Il veto sulla Lega di Grillo dietro lo stop al voto su Rousseau, Crimi: «Non entreremo nel governo Draghi per forza»
«Vi chiedo di aver pazienza, prima aspetterei che (Mario Draghi) faccia le dichiarazioni che ha fatto a noi in modo pubblico». Così Beppe Grillo nella serata di ieri ha congelato il voto sul nascente esecutivo, inizialmente previsto per oggi e domani sulla piattaforma Rousseau, che per il momento ancora compare come imminente sul Blog delle Stelle. Il padre-nobile del M5s dice che l’ex governatore della Bce gli ha dato «ragione su tutto», ma Grillo pare non fidarsi tanto. L’attesa dell’intervento di sintesi del professor Draghi viene atteso come garanzia “suprema” per decidere quella che sarà la strada che percorrerà il MoVimento.
Grillo ne fa una questione di temi, prima tra tutti la questione ambientale. Ma proprio su questo dice che la «Lega non ci ha mai capito una mazza di niente» e quindi «la Lega non può entrare in questo esecutivo». Già, perché sotto sotto l’ostacolo principale per i pentastellati è quello di doversi riavvicinare agli ex alleati della Lega, ridimensionandosi, nonché quello di dover lasciare spazio anche all’arcinemico Berlusconi, così come a Matteo Renzi. E su questi punti, la corrente ortodossa del MoVimento non transige. Di conseguenza, il M5s non esclude di stare fuori da questo governo.

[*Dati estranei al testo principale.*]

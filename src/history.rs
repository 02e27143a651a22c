//! Execution history — bounded trace for Gantt-style rendering
//!
//! Fixed-size ring of samples. When full, the oldest sample is overwritten,
//! so the log always holds the most recent `N` ticks. No heap.

use crate::task::TaskId;

/// Samples kept for rendering
pub const HISTORY_WINDOW: usize = 50;

/// One tick's scheduling decision
#[derive(Debug, Clone, Copy, PartialEq, Eq)]
#[cfg_attr(feature = "serde", derive(serde::Serialize, serde::Deserialize))]
pub struct ExecutionSample {
    pub time: u64,
    /// `None` = CPU idle
    pub running: Option<TaskId>,
}

impl ExecutionSample {
    pub const IDLE: ExecutionSample = ExecutionSample { time: 0, running: None };
}

/// Bounded append-only sample log
#[derive(Debug, Clone)]
pub struct HistoryLog<const N: usize = HISTORY_WINDOW> {
    buffer: [ExecutionSample; N],
    /// Slot the next sample goes into
    write_idx: usize,
    len: usize,
}

impl<const N: usize> HistoryLog<N> {
    /// Empty log
    pub const fn new() -> Self {
        Self {
            buffer: [ExecutionSample::IDLE; N],
            write_idx: 0,
            len: 0,
        }
    }

    /// Record a sample, evicting the oldest one when full
    pub fn append(&mut self, sample: ExecutionSample) {
        if N == 0 {
            return;
        }
        self.buffer[self.write_idx] = sample;
        self.write_idx = (self.write_idx + 1) % N;
        if self.len < N {
            self.len += 1;
        }
    }

    /// The last `min(n, len)` samples, oldest first
    pub fn recent(&self, n: usize) -> impl Iterator<Item = &ExecutionSample> + '_ {
        let take = n.min(self.len);
        let start = (self.write_idx + N - take) % N.max(1);
        (0..take).map(move |i| &self.buffer[(start + i) % N])
    }

    /// Every retained sample, oldest first
    pub fn iter(&self) -> impl Iterator<Item = &ExecutionSample> + '_ {
        self.recent(self.len)
    }

    /// Most recent sample
    pub fn latest(&self) -> Option<&ExecutionSample> {
        if self.len == 0 {
            return None;
        }
        Some(&self.buffer[(self.write_idx + N - 1) % N])
    }

    /// Number of samples held
    pub fn len(&self) -> usize {
        self.len
    }

    /// Is the log empty?
    pub fn is_empty(&self) -> bool {
        self.len == 0
    }

    /// Maximum samples retained
    pub fn capacity(&self) -> usize {
        N
    }

    /// Drop every sample
    pub fn clear(&mut self) {
        self.write_idx = 0;
        self.len = 0;
    }
}

impl<const N: usize> Default for HistoryLog<N> {
    fn default() -> Self {
        Self::new()
    }
}

#[cfg(test)]
mod tests {
    use super::*;

    fn sample(time: u64, id: Option<u32>) -> ExecutionSample {
        ExecutionSample {
            time,
            running: id.map(TaskId),
        }
    }

    #[test]
    fn test_append_and_latest() {
        let mut log = HistoryLog::<8>::new();
        assert!(log.is_empty());
        assert!(log.latest().is_none());

        log.append(sample(0, Some(1)));
        log.append(sample(1, None));
        assert_eq!(log.len(), 2);
        assert_eq!(log.latest(), Some(&sample(1, None)));
    }

    #[test]
    fn test_recent_is_chronological() {
        let mut log = HistoryLog::<8>::new();
        for t in 0..5 {
            log.append(sample(t, Some(1)));
        }
        let mut times = log.recent(3).map(|s| s.time);
        assert_eq!(times.next(), Some(2));
        assert_eq!(times.next(), Some(3));
        assert_eq!(times.next(), Some(4));
        assert_eq!(times.next(), None);
    }

    #[test]
    fn test_recent_larger_than_len() {
        let mut log = HistoryLog::<8>::new();
        log.append(sample(0, None));
        log.append(sample(1, None));
        assert_eq!(log.recent(100).count(), 2);
    }

    #[test]
    fn test_wraparound_keeps_newest() {
        let mut log = HistoryLog::<4>::new();
        for t in 0..10 {
            log.append(sample(t, Some(t as u32)));
        }
        assert_eq!(log.len(), 4);
        assert_eq!(log.capacity(), 4);
        let mut it = log.iter();
        for t in 6..10 {
            assert_eq!(it.next().map(|s| s.time), Some(t));
        }
        assert!(it.next().is_none());
        assert_eq!(log.latest().map(|s| s.time), Some(9));
    }

    #[test]
    fn test_clear() {
        let mut log = HistoryLog::<4>::new();
        log.append(sample(0, Some(1)));
        log.clear();
        assert!(log.is_empty());
        assert_eq!(log.recent(4).count(), 0);
    }

    #[test]
    fn test_default_window() {
        let log: HistoryLog = HistoryLog::default();
        assert_eq!(log.capacity(), HISTORY_WINDOW);
    }
}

Un’ipotesi confermata anche dal capo politico ad interim del M5s Vito Crimi in un’intervista al Corriere: «Non andremo al governo a tutti i costi, ci stiamo confrontando. Alcune garanzie le abbiamo chieste, ottenendo rassicurazioni sul Mes, sulla scuola, sulla continuità con il governo Conte». E «gli iscritti ci hanno sempre chiesto di capitalizzare quel 32% di voti nelle urne e non lasciare il governo nelle mani sbagliate – prosegue Crimi -. Ancora una volta ci diranno “non perdete questa occasione, non lasciate ad altri la possibilità di cambiare le carte del Recovery che avete scritto voi”».
La pressione dei ribelli
Ma il M5s deve fare inevitabilmente i conti con la rivolta della base, salvo andare incontro alla scissione, anche se Crimi tenta di smussare gli spigoli: «Non c’è una scissione in atto, ci sono persone che la pensano in modo diverso. In dieci anni non ci siamo mai spaccati». Insomma, il M5s prima di muoversi aspetta che il professor Draghi si esprima e sciolga le perplessità non solo sui tematiche, ma conseguentemente anche sulla composizione dell’esecutivo.
E solo allora, come spiega Crimi, «Quando avremo qualcosa su cui votare scriveremo nei quesiti “vogliamo stare in un governo che ha queste caratteristiche?”. Dobbiamo mettere ai voti un programma, aspettiamo che Draghi veda le parti sociali e tiri le conclusioni». Ma non è detto che il presidente incaricato si pronunci prima, né che attenda l’esito del voto su Rousseau: potrebbe direttamente presentarsi in Parlamento per chiedere la fiducia. Cosa farà in quel caso in MoVimento? «Rassicurati» sì, ma fuori o dentro non si sa.